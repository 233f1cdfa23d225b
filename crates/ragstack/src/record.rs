//! The query record: one RAG query's state and result, keyed by
//! `query_id` in the query record store.

use chrono::{DateTime, Utc};
use serde::{Deserialize, Serialize};
use uuid::Uuid;

use crate::error::{Result, StackError};

/// A stored entry holding the state and result of one RAG query.
///
/// Written by the API function when a query is submitted, completed by
/// the worker, and read back by the API function when callers poll.
#[derive(Debug, Clone, PartialEq, Eq, Serialize, Deserialize)]
#[serde(rename_all = "camelCase")]
pub struct QueryRecord {
    /// Unique identifier; generated when the caller does not supply one.
    pub query_id: String,

    /// The question text as submitted.
    pub query_text: String,

    /// The generated answer, empty until the worker completes.
    #[serde(default)]
    pub answer_text: String,

    /// Source document ids the answer was grounded on.
    #[serde(default)]
    pub sources: Vec<String>,

    /// Whether the worker has finished this query.
    #[serde(default)]
    pub is_complete: bool,

    /// When the query was submitted.
    pub create_time: DateTime<Utc>,
}

impl QueryRecord {
    /// Creates a fresh, incomplete record with a generated id.
    pub fn new(query_text: impl Into<String>) -> Self {
        Self {
            query_id: Uuid::new_v4().to_string(),
            query_text: query_text.into(),
            answer_text: String::new(),
            sources: Vec::new(),
            is_complete: false,
            create_time: Utc::now(),
        }
    }

    /// Marks the record complete with the worker's answer.
    pub fn complete(mut self, answer_text: impl Into<String>, sources: Vec<String>) -> Self {
        self.answer_text = answer_text.into();
        self.sources = sources;
        self.is_complete = true;
        self
    }

    /// Rejects records that cannot be keyed. An empty `query_id` has no
    /// defined storage location; a present id is an upsert and overwrites
    /// deterministically.
    pub fn validate_key(&self) -> Result<()> {
        if self.query_id.is_empty() {
            return Err(StackError::InvalidRecord(
                "query_id must not be empty".to_string(),
            ));
        }
        Ok(())
    }
}

#[cfg(test)]
mod tests {
    use super::*;

    #[test]
    fn test_new_record_is_incomplete_with_fresh_id() {
        let a = QueryRecord::new("how much does a landing page cost?");
        let b = QueryRecord::new("how much does a landing page cost?");
        assert!(!a.is_complete);
        assert!(a.answer_text.is_empty());
        assert!(!a.query_id.is_empty());
        assert_ne!(a.query_id, b.query_id);
    }

    #[test]
    fn test_complete_sets_answer_and_flag() {
        let record = QueryRecord::new("q").complete("a", vec!["doc-1".to_string()]);
        assert!(record.is_complete);
        assert_eq!(record.answer_text, "a");
        assert_eq!(record.sources, vec!["doc-1".to_string()]);
    }

    #[test]
    fn test_empty_id_rejected() {
        let mut record = QueryRecord::new("q");
        record.query_id.clear();
        assert!(record.validate_key().is_err());
    }
}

═══

- EXERCISE PROMPT -
Show every line above in which the word "function" is found.

- REPLY -
/// Written by the API function when a query is submitted, completed by
/// the worker, and read back by the API function when callers poll.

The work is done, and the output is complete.